Since the toner concentration of the developer in the developing case decreases due to toner consumption accompanying image formation, the toner cartridge 30Y shown in FIG. 2 may be used by the powder pump 27Y as necessary based on the output value Vt of the magnetic permeability sensor 26Y. The toner is replenished to be controlled within an appropriate range. The toner replenishment control is based on the difference value Tn (= Vt _ref −Vt) between the output value Vt and the control reference value Vt _ref which is the toner density control reference value, and the toner concentration when the difference value Tn is + (plus). If the difference value Tn is-(minus) and the difference value Tn is-(minus), the toner supply amount is increased as the absolute value of the difference value Tn increases, and the output value Vt becomes the control reference value. This is performed so as to approach the value of Vt _ref .
Further, the control reference value Vt _ref , the charging potential, the light amount, and the like are adjusted by process control at a rate of once every time the number of formed images reaches 10 (about 5 to 200 depending on the copy speed or the like). Specifically, for example, the density of a plurality of halftones and solid patterns formed on the photoconductor 11Y is detected by the reflection density sensor 62 shown in FIG. The control reference value Vt _ref , the development potential, the charging potential, the amount of light, and the like are adjusted so that the target adhesion amount becomes.
Furthermore, in this embodiment, a development potential correction process for correcting the development potential for each image formation is performed separately from the process control.
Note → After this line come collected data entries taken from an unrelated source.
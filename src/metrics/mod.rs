// Metrics module for Prometheus observability
// Author: kelexine (https://github.com/kelexine)

mod registry;

pub use registry::{
    gather_metrics,
    BATCH_JOBS,
    BATCH_POLLS,
    CACHE_OPERATIONS,
    CREDENTIAL_ROTATIONS,
    REQUESTS_TOTAL,
    REQUEST_DURATION,
    RETRY_ATTEMPTS,
    STREAM_CHUNKS,
    STREAM_EVENTS_SKIPPED,
};

/// Helper to record a finished dispatcher request
pub fn record_request(mode: &str, outcome: &str, duration_secs: f64) {
    REQUESTS_TOTAL.with_label_values(&[mode, outcome]).inc();
    REQUEST_DURATION.with_label_values(&[mode]).observe(duration_secs);
}

pub fn record_retry_attempt() {
    RETRY_ATTEMPTS.inc();
}

pub fn record_credential_rotation() {
    CREDENTIAL_ROTATIONS.inc();
}

/// Helper to record response cache operations
pub fn record_cache_operation(operation: &str) {
    CACHE_OPERATIONS.with_label_values(&[operation]).inc();
}

/// Helper to record streaming events
pub fn record_stream_chunk() {
    STREAM_CHUNKS.inc();
}

pub fn record_stream_event_skipped() {
    STREAM_EVENTS_SKIPPED.inc();
}

/// Helper to record batch activity
pub fn record_batch_poll() {
    BATCH_POLLS.inc();
}

pub fn record_batch_job(status: &str) {
    BATCH_JOBS.with_label_values(&[status]).inc();
}
//! Configuration data structures for gemflow.
//!
//! This module defines the schema for the application settings: API keys,
//! retry policy, response caching, batch pacing, streaming limits and
//! logging.
//!
//! Author: kelexine (<https://github.com/kelexine>)

use serde::{Deserialize, Serialize};

/// The root configuration object for the application.
#[derive(Debug, Clone, Serialize, Deserialize, Default)]
pub struct AppConfig {
    /// Upstream Gemini API settings.
    #[serde(default)]
    pub gemini: GeminiConfig,

    /// Retry policy for unary calls.
    #[serde(default)]
    pub retry: RetrySettings,

    /// Response cache settings.
    #[serde(default)]
    pub cache: CacheSettings,

    /// Batch job limits and polling.
    #[serde(default)]
    pub batch: BatchSettings,

    /// Streaming buffer and timeout settings.
    #[serde(default)]
    pub streaming: StreamingSettings,

    /// Local in-flight request limit.
    #[serde(default)]
    pub concurrency: ConcurrencySettings,

    /// Logging and observability settings.
    #[serde(default)]
    pub logging: LoggingConfig,
}

/// Settings for the upstream Gemini API connection.
#[derive(Debug, Clone, Serialize, Deserialize)]
pub struct GeminiConfig {
    /// Base URL for the Generative Language API.
    /// Default: `https://generativelanguage.googleapis.com/v1beta`
    #[serde(default = "default_api_base_url")]
    pub api_base_url: String,

    /// API keys rotated round-robin across requests. At least one is required.
    #[serde(default)]
    pub api_keys: Vec<String>,

    /// Model used when a request does not name one.
    /// Default: `gemini-2.5-flash`
    #[serde(default = "default_model")]
    pub default_model: String,

    /// Whole-request timeout for unary and batch calls, in seconds.
    /// Default: `300` (5 minutes)
    #[serde(default = "default_timeout")]
    pub timeout_seconds: u64,

    /// TCP connect timeout in seconds.
    /// Default: `10`
    #[serde(default = "default_connect_timeout")]
    pub connect_timeout_seconds: u64,
}

/// Retry policy settings.
#[derive(Debug, Clone, Serialize, Deserialize)]
pub struct RetrySettings {
    /// Retries after the first attempt. Default: `3`
    #[serde(default = "default_max_retries")]
    pub max_retries: u32,

    /// Wait before the first retry, in milliseconds. Default: `500`
    #[serde(default = "default_base_delay_ms")]
    pub base_delay_ms: u64,

    /// Growth factor between retries; must be >= 1.0. Default: `2.0`
    #[serde(default = "default_backoff_multiplier")]
    pub backoff_multiplier: f64,

    /// Cap on any single wait, in milliseconds. Default: `30000`
    #[serde(default = "default_max_delay_ms")]
    pub max_delay_ms: u64,

    /// Randomization factor in `[0.0, 1.0]`. Default: `0.0`
    #[serde(default)]
    pub jitter: f64,

    /// HTTP statuses worth retrying. Default: `[429, 500, 502, 503, 504]`
    #[serde(default = "default_retryable_status_codes")]
    pub retryable_status_codes: Vec<u16>,
}

/// Named cache presets.
#[derive(Debug, Clone, Copy, PartialEq, Eq, Serialize, Deserialize, Default)]
#[serde(rename_all = "snake_case")]
pub enum CacheMode {
    Disabled,
    /// 300s TTL, 100 entries.
    #[default]
    Default,
    /// 60s TTL, 50 entries.
    ShortLived,
    /// 3600s TTL, 1000 entries.
    LongLived,
    /// Uses `ttl_seconds` and `max_entries`.
    Custom,
}

/// Response cache settings.
#[derive(Debug, Clone, Serialize, Deserialize)]
pub struct CacheSettings {
    #[serde(default)]
    pub mode: CacheMode,

    /// Entry lifetime for `custom` mode. Default: `300`
    #[serde(default = "default_cache_ttl")]
    pub ttl_seconds: u64,

    /// Capacity for `custom` mode. Default: `100`
    #[serde(default = "default_cache_entries")]
    pub max_entries: usize,
}

/// Batch job settings.
#[derive(Debug, Clone, Serialize, Deserialize)]
pub struct BatchSettings {
    /// Default: `100`
    #[serde(default = "default_max_batch_size")]
    pub max_batch_size: usize,

    /// Give up waiting for a job after this many seconds. Default: `3600`
    #[serde(default = "default_batch_timeout")]
    pub batch_timeout_seconds: u64,

    /// Seconds between status checks. Default: `10`
    #[serde(default = "default_polling_interval")]
    pub polling_interval_seconds: u64,
}

/// Streaming settings. Values below the minimum are raised to it.
#[derive(Debug, Clone, Serialize, Deserialize)]
pub struct StreamingSettings {
    /// Decoder buffer in bytes, at least 1024. Default: `8192`
    #[serde(default = "default_buffer_size")]
    pub buffer_size: usize,

    /// Max wait for the next piece of data, at least 5. Default: `30`
    #[serde(default = "default_chunk_timeout")]
    pub chunk_timeout_seconds: u64,
}

#[derive(Debug, Clone, Serialize, Deserialize)]
pub struct ConcurrencySettings {
    /// Requests allowed in flight at once.
    /// Default: Number of logical CPU cores.
    #[serde(default = "default_max_concurrent")]
    pub max_concurrent: usize,
}

/// Settings for application logging and output format.
#[derive(Debug, Clone, Serialize, Deserialize)]
pub struct LoggingConfig {
    /// Minimum log level (`trace`, `debug`, `info`, `warn`, `error`).
    /// Default: `info`
    #[serde(default = "default_log_level")]
    pub level: String,

    /// Output format for logs (`pretty`, `json`).
    /// Default: `pretty`
    #[serde(default = "default_log_format")]
    pub format: String,
}

// Default trait implementations linking to custom logic

impl Default for GeminiConfig {
    fn default() -> Self {
        Self {
            api_base_url: default_api_base_url(),
            api_keys: Vec::new(),
            default_model: default_model(),
            timeout_seconds: default_timeout(),
            connect_timeout_seconds: default_connect_timeout(),
        }
    }
}

impl Default for RetrySettings {
    fn default() -> Self {
        Self {
            max_retries: default_max_retries(),
            base_delay_ms: default_base_delay_ms(),
            backoff_multiplier: default_backoff_multiplier(),
            max_delay_ms: default_max_delay_ms(),
            jitter: 0.0,
            retryable_status_codes: default_retryable_status_codes(),
        }
    }
}

impl Default for CacheSettings {
    fn default() -> Self {
        Self {
            mode: CacheMode::Default,
            ttl_seconds: default_cache_ttl(),
            max_entries: default_cache_entries(),
        }
    }
}

impl Default for BatchSettings {
    fn default() -> Self {
        Self {
            max_batch_size: default_max_batch_size(),
            batch_timeout_seconds: default_batch_timeout(),
            polling_interval_seconds: default_polling_interval(),
        }
    }
}

impl Default for StreamingSettings {
    fn default() -> Self {
        Self {
            buffer_size: default_buffer_size(),
            chunk_timeout_seconds: default_chunk_timeout(),
        }
    }
}

impl Default for ConcurrencySettings {
    fn default() -> Self {
        Self {
            max_concurrent: default_max_concurrent(),
        }
    }
}

impl Default for LoggingConfig {
    fn default() -> Self {
        Self {
            level: default_log_level(),
            format: default_log_format(),
        }
    }
}

// Helper functions for serde defaults
fn default_api_base_url() -> String {
    "https://generativelanguage.googleapis.com/v1beta".to_string()
}

fn default_model() -> String {
    "gemini-2.5-flash".to_string()
}

fn default_timeout() -> u64 {
    300
}

fn default_connect_timeout() -> u64 {
    10
}

fn default_max_retries() -> u32 {
    3
}

fn default_base_delay_ms() -> u64 {
    500
}

fn default_backoff_multiplier() -> f64 {
    2.0
}

fn default_max_delay_ms() -> u64 {
    30_000
}

fn default_retryable_status_codes() -> Vec<u16> {
    crate::utils::retry::DEFAULT_RETRYABLE_STATUS_CODES.to_vec()
}

fn default_cache_ttl() -> u64 {
    300
}

fn default_cache_entries() -> usize {
    100
}

fn default_max_batch_size() -> usize {
    100
}

fn default_batch_timeout() -> u64 {
    3600
}

fn default_polling_interval() -> u64 {
    10
}

fn default_buffer_size() -> usize {
    8192
}

fn default_chunk_timeout() -> u64 {
    30
}

fn default_max_concurrent() -> usize {
    num_cpus::get()
}

fn default_log_level() -> String {
    "info".to_string()
}

fn default_log_format() -> String {
    "pretty".to_string()
}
Details of this development potential correction process will be described later.

  Of the four photoconductors 11Y, 11C, 11M and 11BK, only the black photoconductor 11BK located on the most downstream side is in the transfer nip normal contact state in which the intermediate transfer belt 6 is always in contact, and the remaining photoconductors. 11M, 11C, and 11Y can contact and separate from the intermediate transfer belt. When forming a color image on transfer paper, the four photoconductors 11Y, 11C, 11M, and 11BK are in contact with the intermediate transfer belt 6, respectively. On the other hand, when a black monochrome image is formed on the transfer paper, each of the color photoconductors 11Y, 11C, and 11M is separated from the intermediate transfer belt 6, and only the black photoconductor 11BK on which a toner image is formed with black toner is formed. Is brought into contact with the intermediate transfer belt 6.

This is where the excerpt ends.